« Si je n’ai pas la charité » : chronique hebdo #11 de Mgr de Sinety
« Oui, priez pour ceux vis-à-vis desquels nous pensons parfois qu’il n’y a plus rien à faire, qu’ils sont trop loin, trop perdus, parce qu’alors il n’y a plus que la prière. » Mgr Benoist de Sinety est vicaire général du diocèse de Paris.

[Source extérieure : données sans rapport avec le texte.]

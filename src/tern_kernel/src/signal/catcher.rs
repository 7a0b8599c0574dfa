//! Signal actions, the signal mask, and asynchronous handler delivery
use arrayvec::ArrayVec;
use core::fmt;

use crate::{
    cfg,
    klock::{lock_cpu, CpuLockCell, CpuLockTokenRefMut},
    signal::{SignalAction, SignalSet},
    thread::{self, ThreadCb},
    KernelTraits, Port,
};

/// An association between a signal number and the action taken when that
/// signal is caught.
#[derive(Debug, Clone, Copy)]
struct Association {
    signal_number: u8,
    action: SignalAction,
}

/// *Signals catcher control block* - the state data for catching (handling)
/// signals: the association table and the signal mask.
pub struct SignalsCatcherCb<Traits: Port> {
    /// Associations of signal numbers with non-default actions. Signals with
    /// no entry here use the default action (ignore).
    associations: CpuLockCell<Traits, ArrayVec<Association, { cfg::SIGNAL_ACTION_LEN }>>,

    /// The set of signals whose asynchronous delivery is currently blocked.
    signal_mask: CpuLockCell<Traits, SignalSet>,

    /// Set while [`deliver_signals`] is draining this catcher's signals.
    /// Suppresses redundant delivery requests made by mask updates performed
    /// from within the delivery loop.
    delivery_in_progress: CpuLockCell<Traits, bool>,
}

impl<Traits: Port> SignalsCatcherCb<Traits> {
    pub const fn new() -> Self {
        Self {
            associations: CpuLockCell::new(ArrayVec::new_const()),
            signal_mask: CpuLockCell::new(SignalSet::EMPTY),
            delivery_in_progress: CpuLockCell::new(false),
        }
    }
}

impl<Traits: Port> Default for SignalsCatcherCb<Traits> {
    fn default() -> Self {
        Self::new()
    }
}

impl<Traits: KernelTraits> fmt::Debug for SignalsCatcherCb<Traits> {
    fn fmt(&self, f: &mut fmt::Formatter) -> fmt::Result {
        f.debug_struct("SignalsCatcherCb")
            .field(
                "associations",
                &self.associations.debug_fmt_with(|x, f| x.as_slice().fmt(f)),
            )
            .field("signal_mask", &self.signal_mask)
            .field("delivery_in_progress", &self.delivery_in_progress)
            .finish()
    }
}

impl<Traits: KernelTraits> SignalsCatcherCb<Traits> {
    /// Get the action associated with `signal_number`
    /// ([`SignalAction::DEFAULT`] if there is no association).
    pub(super) fn association(
        &self,
        lock: CpuLockTokenRefMut<'_, Traits>,
        signal_number: u8,
    ) -> SignalAction {
        self.associations
            .read(&*lock)
            .iter()
            .find(|association| association.signal_number == signal_number)
            .map(|association| association.action)
            .unwrap_or(SignalAction::DEFAULT)
    }

    /// Set the action associated with `signal_number`, returning the previous
    /// one. Setting the default action removes the association. Returns
    /// `Err(())` if the association table is full.
    pub(super) fn set_association(
        &self,
        mut lock: CpuLockTokenRefMut<'_, Traits>,
        signal_number: u8,
        action: SignalAction,
    ) -> Result<SignalAction, ()> {
        let associations = self.associations.write(&mut *lock);

        let position = associations
            .iter()
            .position(|association| association.signal_number == signal_number);

        if action.handler().is_none() {
            // The default action is represented by the absence of an
            // association
            return Ok(match position {
                Some(position) => associations.swap_remove(position).action,
                None => SignalAction::DEFAULT,
            });
        }

        match position {
            Some(position) => {
                let previous = associations[position].action;
                associations[position].action = action;
                Ok(previous)
            }
            None => {
                if associations.is_full() {
                    return Err(());
                }
                associations.push(Association {
                    signal_number,
                    action,
                });
                Ok(SignalAction::DEFAULT)
            }
        }
    }

    pub(super) fn signal_mask(&self, lock: CpuLockTokenRefMut<'_, Traits>) -> SignalSet {
        self.signal_mask.get(&*lock)
    }

    pub(super) fn set_signal_mask_raw(
        &self,
        mut lock: CpuLockTokenRefMut<'_, Traits>,
        signal_mask: SignalSet,
    ) {
        self.signal_mask.replace(&mut *lock, signal_mask);
    }

    pub(super) fn is_delivery_in_progress(&self, lock: CpuLockTokenRefMut<'_, Traits>) -> bool {
        self.delivery_in_progress.get(&*lock)
    }

    /// Actions executed after a signal is generated or queued for the
    /// receiver owning this catcher, when the signal is not masked: if the
    /// signal has a non-default action, arrange for [`deliver_signals`] to
    /// run on the target thread. A signal with the default action is ignored.
    pub(super) fn post_generate(
        &self,
        mut lock: CpuLockTokenRefMut<'_, Traits>,
        signal_number: u8,
        thread: &'static ThreadCb<Traits>,
    ) {
        if self
            .association(lock.borrow_mut(), signal_number)
            .handler()
            .is_none()
        {
            // Default action: ignore the signal
            return;
        }

        // Safety: CPU Lock active, and the thread was started (it has a
        // running signals receiver)
        unsafe { Traits::request_function_execution(thread, deliver_signals::<Traits>) };
    }

    /// Request a (re-)delivery after a mask update unmasked pending signals.
    pub(super) fn request_delivery(
        &self,
        _lock: CpuLockTokenRefMut<'_, Traits>,
        thread: &'static ThreadCb<Traits>,
    ) {
        // Safety: CPU Lock active, and the thread was started
        unsafe { Traits::request_function_execution(thread, deliver_signals::<Traits>) };
    }
}

/// Deliver all unmasked caught signals that are pending for the current
/// thread, invoking their handlers on the current (target) thread's stack.
///
/// This function is passed to
/// [`PortThreading::request_function_execution`](crate::PortThreading::request_function_execution)
/// and runs right before the target thread's own code resumes.
pub(super) fn deliver_signals<Traits: KernelTraits>() {
    let Ok(thread) = thread::current_thread::<Traits>() else {
        return;
    };
    let Some(receiver) = thread.attr.signals_receiver else {
        return;
    };
    let Some(catcher) = receiver.catcher() else {
        return;
    };

    let mut lock = lock_cpu::<Traits>().unwrap();
    catcher.delivery_in_progress.replace(&mut *lock, true);
    let signal_mask = catcher.signal_mask(lock.borrow_mut());
    drop(lock);

    loop {
        // Accept the lowest-numbered pending and unmasked signal
        let mut lock = lock_cpu::<Traits>().unwrap();
        let deliverable = receiver.pending_signal_set_inner(lock.borrow_mut()) & !signal_mask;
        let Some(signal_number) = deliverable.lowest_set() else {
            catcher.delivery_in_progress.replace(&mut *lock, false);
            break;
        };
        let information = receiver
            .accept_pending_signal_inner(lock.borrow_mut(), signal_number)
            .unwrap();
        let action = catcher.association(lock.borrow_mut(), signal_number);

        match action.handler() {
            Some(handler) => {
                // Run the handler with the union of the current mask, the
                // action's mask, and the delivered signal itself masked
                let handler_mask = (signal_mask | action.signal_mask()).with(signal_number);
                catcher.set_signal_mask_raw(lock.borrow_mut(), handler_mask);
                drop(lock);

                handler(information);

                // Restore the previous signal mask
                let mut lock = lock_cpu::<Traits>().unwrap();
                catcher.set_signal_mask_raw(lock.borrow_mut(), signal_mask);
            }
            None => {
                // Default action: the signal is consumed and ignored
            }
        }
    }
}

Dans un square du nord de Paris depuis de nombreux mois des jeunes marocains, âgés de 12 à 18 ans, végètent. Ils sont arrivés de la ville de Fès, dont ils sont pour la plupart originaires. Ils n’appartiennent pas à des bandes ou des réseaux organisés. Ils sont venus d’eux-mêmes, traversant l’Espagne, pour finir à Paris. Cette présence, au début étonnante, a fini par inquiéter et mobiliser les autorités et les associations. Ces jeunes, livrés à eux-mêmes, sont désormais addicts à toutes sortes de drogues et commettent des délits. Deux associations, dont une « Aux captifs la libération » est liée à notre diocèse, ont reçu de la ville la mission de les accompagner, et de voir comment les aider. C’est un phénomène nouveau dans notre pays que de voir ainsi ce genre de bandes, vivant d’une manière sauvage, comme on peut les rencontrer dans les quartiers déshérités des grandes villes africaines ou latino-américaines.

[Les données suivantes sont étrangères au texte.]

//! Error types returned by kernel operations
//!
//! Every fallible operation returns a dedicated error enum whose variants are
//! drawn from [`ResultCode`]. The enums are `#[repr(i8)]` with discriminants
//! matching `ResultCode`, so converting an error to its raw code is free.
use core::fmt;

/// Raw result codes distinguished by the kernel.
#[derive(Debug, Clone, Copy, PartialEq, Eq)]
#[repr(i8)]
pub enum ResultCode {
    /// The operation completed successfully.
    Success = 0,
    /// The operation is not allowed in the current context (e.g., a blocking
    /// operation in an interrupt context, or CPU Lock already being active).
    BadContext = -1,
    /// The object is not in a state that allows the operation (e.g., starting
    /// a thread that is already running).
    BadObjectState = -2,
    /// A non-blocking acquisition failed because the resource is held.
    Busy = -3,
    /// A timed wait elapsed before the operation could complete.
    Timeout = -4,
    /// A blocking operation was terminated by signal delivery.
    Interrupted = -5,
    /// The supplied buffer size does not match the queue's element size.
    MessageSize = -6,
    /// A parameter has an invalid value (e.g., a signal number out of range or
    /// a priority above a mutex's ceiling).
    InvalidArgument = -7,
    /// Nothing is pending; retry later.
    Again = -8,
    /// No resources are available to complete the operation.
    AgainNoResources = -9,
    /// The operation requires a facility the object was constructed without.
    NotSupported = -10,
    /// A deadlock condition was detected.
    Deadlock = -11,
    /// The mutex has no owner.
    OwnerDead = -12,
    /// A bounded semaphore would be incremented past its maximum.
    Overflow = -13,
}

macro_rules! define_error {
    (
        $( #[doc $( $doc:tt )*] )*
        $vis:vis enum $Name:ident {
            $( $Variant:ident, )*
        }
    ) => {
        $( #[doc $( $doc )*] )*
        #[repr(i8)]
        #[derive(PartialEq, Eq, Copy, Clone)]
        $vis enum $Name {
            $( $Variant = ResultCode::$Variant as _ ),*
        }

        impl From<$Name> for ResultCode {
            #[inline]
            fn from(x: $Name) -> Self {
                match x {
                    $( $Name::$Variant => Self::$Variant ),*
                }
            }
        }

        impl fmt::Debug for $Name {
            #[inline]
            fn fmt(&self, f: &mut fmt::Formatter) -> fmt::Result {
                ResultCode::from(*self).fmt(f)
            }
        }
    };
}

/// Generate `From` impls lifting a single-variant suberror into the error
/// enums that contain the corresponding variant.
macro_rules! lift_suberror {
    ( $Sub:ty => $Variant:ident : $( $Name:ty ),* $(,)? ) => {
        $(
            impl From<$Sub> for $Name {
                #[inline]
                fn from(_: $Sub) -> Self {
                    Self::$Variant
                }
            }
        )*
    };
}

define_error! {
    /// `BadContext`
    pub(super) enum BadContextError {
        BadContext,
    }
}

define_error! {
    /// `BadObjectState`
    pub(super) enum BadObjectStateError {
        BadObjectState,
    }
}

define_error! {
    /// The outcome of a wait operation, recorded in the waiting thread's
    /// control block by the waker.
    pub enum WaitTimeoutError {
        Interrupted,
        Timeout,
    }
}

define_error! {
    /// The outcome of an untimed wait operation.
    pub enum WaitError {
        Interrupted,
    }
}

define_error! {
    /// Error type for [`SemaphoreCb::try_wait`](crate::SemaphoreCb::try_wait).
    pub enum PollSemaphoreError {
        BadContext,
        Busy,
    }
}

define_error! {
    /// Error type for [`SemaphoreCb::wait`](crate::SemaphoreCb::wait).
    pub enum WaitSemaphoreError {
        BadContext,
        Interrupted,
    }
}

define_error! {
    /// Error type for the timed semaphore wait operations.
    pub enum WaitSemaphoreTimeoutError {
        BadContext,
        Interrupted,
        Timeout,
    }
}

define_error! {
    /// Error type for [`SemaphoreCb::post`](crate::SemaphoreCb::post).
    pub enum PostSemaphoreError {
        BadContext,
        Overflow,
    }
}

define_error! {
    /// Error type for [`MutexCb::lock`](crate::MutexCb::lock).
    pub enum LockMutexError {
        BadContext,
        Deadlock,
        InvalidArgument,
    }
}

define_error! {
    /// Error type for [`MutexCb::try_lock`](crate::MutexCb::try_lock).
    pub enum TryLockMutexError {
        BadContext,
        Busy,
        Deadlock,
        InvalidArgument,
    }
}

define_error! {
    /// Error type for the timed mutex lock operations.
    pub enum LockMutexTimeoutError {
        BadContext,
        Deadlock,
        InvalidArgument,
        Timeout,
    }
}

define_error! {
    /// Error type for [`MutexCb::unlock`](crate::MutexCb::unlock).
    pub enum UnlockMutexError {
        BadContext,
        InvalidArgument,
        OwnerDead,
    }
}

define_error! {
    /// Error type for
    /// [`ConditionVariableCb::wait`](crate::ConditionVariableCb::wait).
    pub enum WaitConditionVariableError {
        BadContext,
        InvalidArgument,
    }
}

define_error! {
    /// Error type for the timed condition variable wait operations.
    pub enum WaitConditionVariableTimeoutError {
        BadContext,
        InvalidArgument,
        Timeout,
    }
}

define_error! {
    /// Error type for the condition variable notification operations.
    pub enum NotifyConditionVariableError {
        BadContext,
    }
}

define_error! {
    /// Error type for the blocking queue operations.
    pub enum QueueError {
        BadContext,
        MessageSize,
    }
}

define_error! {
    /// Error type for the non-blocking queue operations.
    pub enum TryQueueError {
        BadContext,
        Busy,
        MessageSize,
    }
}

define_error! {
    /// Error type for the timed queue operations.
    pub enum QueueTimeoutError {
        BadContext,
        MessageSize,
        Timeout,
    }
}

define_error! {
    /// Error type for [`generate_signal`](crate::generate_signal).
    pub enum GenerateSignalError {
        BadContext,
        InvalidArgument,
        NotSupported,
    }
}

define_error! {
    /// Error type for [`queue_signal`](crate::queue_signal).
    pub enum QueueSignalError {
        BadContext,
        InvalidArgument,
        AgainNoResources,
        NotSupported,
    }
}

define_error! {
    /// Error type for the non-blocking signal acceptance operations.
    pub enum PollSignalsError {
        BadContext,
        InvalidArgument,
        Again,
        NotSupported,
    }
}

define_error! {
    /// Error type for [`wait_signals`](crate::wait_signals).
    pub enum WaitSignalsError {
        BadContext,
        InvalidArgument,
        NotSupported,
    }
}

define_error! {
    /// Error type for the timed signal wait operations.
    pub enum WaitSignalsTimeoutError {
        BadContext,
        InvalidArgument,
        NotSupported,
        Timeout,
    }
}

define_error! {
    /// Error type for the signal mask accessors.
    pub enum SignalMaskError {
        BadContext,
        NotSupported,
    }
}

define_error! {
    /// Error type for the signal action accessors.
    pub enum SignalActionError {
        BadContext,
        InvalidArgument,
        AgainNoResources,
        NotSupported,
    }
}

define_error! {
    /// Error type for [`ThreadCb::start`](crate::ThreadCb::start).
    pub enum StartThreadError {
        BadContext,
        BadObjectState,
    }
}

define_error! {
    /// Error type for [`ThreadCb::join`](crate::ThreadCb::join).
    pub enum JoinThreadError {
        BadContext,
        Deadlock,
        BadObjectState,
    }
}

define_error! {
    /// Error type for the thread priority accessors.
    pub enum GetThreadPriorityError {
        BadContext,
        BadObjectState,
    }
}

define_error! {
    /// Error type for
    /// [`ThreadCb::set_priority`](crate::ThreadCb::set_priority).
    pub enum SetThreadPriorityError {
        BadContext,
        InvalidArgument,
        BadObjectState,
    }
}

define_error! {
    /// Error type for [`sleep_for`](crate::sleep_for) and
    /// [`sleep_until`](crate::sleep_until).
    pub enum SleepError {
        BadContext,
    }
}

define_error! {
    /// Some of the error codes shared by [`TryLockMutexError`],
    /// [`LockMutexError`], and [`LockMutexTimeoutError`]. Used internally
    /// by the mutex implementation.
    pub(super) enum LockMutexPrecheckError {
        Deadlock,
        InvalidArgument,
    }
}

lift_suberror! {
    BadContextError => BadContext :
        PollSemaphoreError,
        WaitSemaphoreError,
        WaitSemaphoreTimeoutError,
        PostSemaphoreError,
        LockMutexError,
        TryLockMutexError,
        LockMutexTimeoutError,
        UnlockMutexError,
        WaitConditionVariableError,
        WaitConditionVariableTimeoutError,
        NotifyConditionVariableError,
        QueueError,
        TryQueueError,
        QueueTimeoutError,
        GenerateSignalError,
        QueueSignalError,
        PollSignalsError,
        WaitSignalsError,
        WaitSignalsTimeoutError,
        SignalMaskError,
        SignalActionError,
        StartThreadError,
        JoinThreadError,
        GetThreadPriorityError,
        SetThreadPriorityError,
        SleepError,
}

lift_suberror! {
    BadObjectStateError => BadObjectState :
        StartThreadError,
        JoinThreadError,
        GetThreadPriorityError,
        SetThreadPriorityError,
}

macro_rules! lift_precheck_error {
    ( $( $Name:ty ),* $(,)? ) => {
        $(
            impl From<LockMutexPrecheckError> for $Name {
                #[inline]
                fn from(x: LockMutexPrecheckError) -> Self {
                    match x {
                        LockMutexPrecheckError::Deadlock => Self::Deadlock,
                        LockMutexPrecheckError::InvalidArgument => Self::InvalidArgument,
                    }
                }
            }
        )*
    };
}

lift_precheck_error! {
    LockMutexError,
    TryLockMutexError,
    LockMutexTimeoutError,
}

impl From<WaitError> for WaitSemaphoreError {
    #[inline]
    fn from(_: WaitError) -> Self {
        Self::Interrupted
    }
}

impl From<WaitTimeoutError> for WaitSemaphoreTimeoutError {
    #[inline]
    fn from(x: WaitTimeoutError) -> Self {
        match x {
            WaitTimeoutError::Interrupted => Self::Interrupted,
            WaitTimeoutError::Timeout => Self::Timeout,
        }
    }
}

/// Convert `self` to `WaitError`, panicking if `self == Self::Timeout`.
#[inline]
pub(super) fn expect_not_timeout(e: WaitTimeoutError) -> WaitError {
    match e {
        WaitTimeoutError::Interrupted => WaitError::Interrupted,
        WaitTimeoutError::Timeout => {
            unreachable!("got timeout result for a non-timeout wait")
        }
    }
}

Le travail demandé aux éducateurs et aux associations est gigantesque. D’abord parce que nous avons peu d’expériences sur ce sujet et ensuite parce que ces enfants partent de tellement loin… Ils ont souvent grandi dans les rues de leur ville d’origine, abandonnés, se construisant eux-mêmes à partir des lois de la rue et donc de la violence. Venus s’installer au cœur de notre capitale, ils nous interrogent.
Comment ne pas entendre en écho résonner la phrase de Jésus invitant ses disciples à laisser les petits enfants venir à lui. Phrase si souvent proclamée dans la joie de cérémonie de baptême de bébé, au milieu des enfants du catéchisme. Phrase qui nous émerveille alors et qui nous touche au cœur lorsque nous l’entendons en contemplant ces jeunes visages et les regards posés sur eux par des parents aimants. Mais comment la comprendre face à ces enfants ? Ils ne sont pas porteurs d’un message politique. Ils ne cherchent pas à porter un quelconque témoignage. Ils sont, tout simplement. Réalité parmi d’autres dans un monde en souffrance, secoué par les spasmes du péché, tenaillé par l’injustice. Pour ces jeunes-là, nous ne pouvons pas faire grand-chose, sinon soutenir ceux qui, professionnels, sont appelés à les accompagner. Mais nous pouvons prier pour eux.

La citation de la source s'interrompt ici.